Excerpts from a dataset
★ ★ ★

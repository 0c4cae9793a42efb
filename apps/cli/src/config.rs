use std::fs;
use std::path::{Path, PathBuf};

use ingest::TelemetrySettings;
use serde::{Deserialize, Serialize};

const CONFIG_DIR_NAME: &str = "usage-tracker";
const CONFIG_FILE_NAME: &str = "usage-tracker.toml";
const DEFAULT_PORT: u16 = 3846;

const ENV_HOST: &str = "LANGFUSE_HOST";
const ENV_PUBLIC_KEY: &str = "LANGFUSE_PUBLIC_KEY";
const ENV_SECRET_KEY: &str = "LANGFUSE_SECRET_KEY";
const ENV_DB_PATH: &str = "USAGE_TRACKER_DB_PATH";

#[derive(Debug, Clone, PartialEq, Serialize, Deserialize)]
pub struct CliConfig {
    pub port: u16,
    #[serde(default, skip_serializing_if = "Option::is_none")]
    pub db_path: Option<PathBuf>,
    #[serde(default)]
    pub telemetry: TelemetrySettings,
}

impl Default for CliConfig {
    fn default() -> Self {
        Self {
            port: DEFAULT_PORT,
            db_path: None,
            telemetry: TelemetrySettings::default(),
        }
    }
}

impl CliConfig {
    /// Environment values win over the file. Empty values are ignored.
    pub fn apply_env_overrides(&mut self, lookup: impl Fn(&str) -> Option<String>) {
        let lookup = |key: &str| lookup(key).filter(|value| !value.trim().is_empty());
        if let Some(host) = lookup(ENV_HOST) {
            self.telemetry.host = Some(host);
        }
        if let Some(public_key) = lookup(ENV_PUBLIC_KEY) {
            self.telemetry.public_key = Some(public_key);
        }
        if let Some(secret_key) = lookup(ENV_SECRET_KEY) {
            self.telemetry.secret_key = Some(secret_key);
        }
        if let Some(db_path) = lookup(ENV_DB_PATH) {
            self.db_path = Some(PathBuf::from(db_path));
        }
    }
}

#[derive(Debug, Clone)]
pub struct ConfigLoad {
    pub config: CliConfig,
    pub file: PathBuf,
    pub created: bool,
}

pub fn load_or_create(explicit: Option<&Path>) -> Result<ConfigLoad, String> {
    let file = match explicit {
        Some(path) => path.to_path_buf(),
        None => config_dir()?.join(CONFIG_FILE_NAME),
    };
    load_or_create_at(file)
}

fn load_or_create_at(file: PathBuf) -> Result<ConfigLoad, String> {
    if file.exists() {
        let contents = fs::read_to_string(&file)
            .map_err(|err| format!("read config {}: {}", file.display(), err))?;
        let config: CliConfig = toml::from_str(&contents)
            .map_err(|err| format!("parse config {}: {}", file.display(), err))?;
        return Ok(ConfigLoad {
            config,
            file,
            created: false,
        });
    }

    if let Some(dir) = file.parent() {
        fs::create_dir_all(dir)
            .map_err(|err| format!("create config dir {}: {}", dir.display(), err))?;
    }
    let config = CliConfig::default();
    let contents =
        toml::to_string_pretty(&config).map_err(|err| format!("serialize config: {}", err))?;
    fs::write(&file, contents)
        .map_err(|err| format!("write config {}: {}", file.display(), err))?;

    Ok(ConfigLoad {
        config,
        file,
        created: true,
    })
}

fn config_dir() -> Result<PathBuf, String> {
    if let Ok(dir) = std::env::var("XDG_CONFIG_HOME") {
        if !dir.is_empty() {
            return Ok(PathBuf::from(dir).join(CONFIG_DIR_NAME));
        }
    }
    let home = std::env::var("HOME").map_err(|err| format!("resolve HOME: {}", err))?;
    Ok(PathBuf::from(home).join(".config").join(CONFIG_DIR_NAME))
}
use std::fs;
use std::path::PathBuf;

const DATA_DIR_NAME: &str = "usage-tracker";
const DB_FILE_NAME: &str = "usage-tracker.sqlite";

/// Default database location under the user's data dir, created if missing.
pub fn default_db_path() -> Result<PathBuf, String> {
    let dir = data_dir()?;
    fs::create_dir_all(&dir)
        .map_err(|err| format!("create data dir {}: {}", dir.display(), err))?;
    Ok(dir.join(DB_FILE_NAME))
}

fn data_dir() -> Result<PathBuf, String> {
    if let Ok(dir) = std::env::var("XDG_DATA_HOME") {
        if !dir.is_empty() {
            return Ok(PathBuf::from(dir).join(DATA_DIR_NAME));
        }
    }
    let home = std::env::var("HOME").map_err(|err| format!("resolve HOME: {}", err))?;
    Ok(PathBuf::from(home)
        .join(".local")
        .join("share")
        .join(DATA_DIR_NAME))
}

★ ★ ★

[Action item] The records above are to be written out again word for word.

[Exercise solution]
repository 0c4cae9793a42efb
filename apps/cli/src/config.rs
use std::fs;
use std::path::{Path, PathBuf};

use ingest::TelemetrySettings;
use serde::{Deserialize, Serialize};

const CONFIG_DIR_NAME: &str = "usage-tracker";
const CONFIG_FILE_NAME: &str = "usage-tracker.toml";
const DEFAULT_PORT: u16 = 3846;

const ENV_HOST: &str = "LANGFUSE_HOST";
const ENV_PUBLIC_KEY: &str = "LANGFUSE_PUBLIC_KEY";
const ENV_SECRET_KEY: &str = "LANGFUSE_SECRET_KEY";
const ENV_DB_PATH: &str = "USAGE_TRACKER_DB_PATH";

#[derive(Debug, Clone, PartialEq, Serialize, Deserialize)]
pub struct CliConfig {
    pub port: u16,
    #[serde(default, skip_serializing_if = "Option::is_none")]
    pub db_path: Option<PathBuf>,
    #[serde(default)]
    pub telemetry: TelemetrySettings,
}

impl Default for CliConfig {
    fn default() -> Self {
        Self {
            port: DEFAULT_PORT,
            db_path: None,
            telemetry: TelemetrySettings::default(),
        }
    }
}

impl CliConfig {
    /// Environment values win over the file. Empty values are ignored.
    pub fn apply_env_overrides(&mut self, lookup: impl Fn(&str) -> Option<String>) {
        let lookup = |key: &str| lookup(key).filter(|value| !value.trim().is_empty());
        if let Some(host) = lookup(ENV_HOST) {
            self.telemetry.host = Some(host);
        }
        if let Some(public_key) = lookup(ENV_PUBLIC_KEY) {
            self.telemetry.public_key = Some(public_key);
        }
        if let Some(secret_key) = lookup(ENV_SECRET_KEY) {
            self.telemetry.secret_key = Some(secret_key);
        }
        if let Some(db_path) = lookup(ENV_DB_PATH) {
            self.db_path = Some(PathBuf::from(db_path));
        }
    }
}

#[derive(Debug, Clone)]
pub struct ConfigLoad {
    pub config: CliConfig,
    pub file: PathBuf,
    pub created: bool,
}

pub fn load_or_create(explicit: Option<&Path>) -> Result<ConfigLoad, String> {
    let file = match explicit {
        Some(path) => path.to_path_buf(),
        None => config_dir()?.join(CONFIG_FILE_NAME),
    };
    load_or_create_at(file)
}

fn load_or_create_at(file: PathBuf) -> Result<ConfigLoad, String> {
    if file.exists() {
        let contents = fs::read_to_string(&file)
            .map_err(|err| format!("read config {}: {}", file.display(), err))?;
        let config: CliConfig = toml::from_str(&contents)
            .map_err(|err| format!("parse config {}: {}", file.display(), err))?;
        return Ok(ConfigLoad {
            config,
            file,
            created: false,
        });
    }

    if let Some(dir) = file.parent() {
        fs::create_dir_all(dir)
            .map_err(|err| format!("create config dir {}: {}", dir.display(), err))?;
    }
    let config = CliConfig::default();
    let contents =
        toml::to_string_pretty(&config).map_err(|err| format!("serialize config: {}", err))?;
    fs::write(&file, contents)
        .map_err(|err| format!("write config {}: {}", file.display(), err))?;

    Ok(ConfigLoad {
        config,
        file,
        created: true,
    })
}

fn config_dir() -> Result<PathBuf, String> {
    if let Ok(dir) = std::env::var("XDG_CONFIG_HOME") {
        if !dir.is_empty() {
            return Ok(PathBuf::from(dir).join(CONFIG_DIR_NAME));
        }
    }
    let home = std::env::var("HOME").map_err(|err| format!("resolve HOME: {}", err))?;
    Ok(PathBuf::from(home).join(".config").join(CONFIG_DIR_NAME))
}
use std::fs;
use std::path::PathBuf;

const DATA_DIR_NAME: &str = "usage-tracker";
const DB_FILE_NAME: &str = "usage-tracker.sqlite";

/// Default database location under the user's data dir, created if missing.
pub fn default_db_path() -> Result<PathBuf, String> {
    let dir = data_dir()?;
    fs::create_dir_all(&dir)
        .map_err(|err| format!("create data dir {}: {}", dir.display(), err))?;
    Ok(dir.join(DB_FILE_NAME))
}

fn data_dir() -> Result<PathBuf, String> {
    if let Ok(dir) = std::env::var("XDG_DATA_HOME") {
        if !dir.is_empty() {
            return Ok(PathBuf::from(dir).join(DATA_DIR_NAME));
        }
    }
    let home = std::env::var("HOME").map_err(|err| format!("resolve HOME: {}", err))?;
    Ok(PathBuf::from(home)
        .join(".local")
        .join("share")
        .join(DATA_DIR_NAME))
}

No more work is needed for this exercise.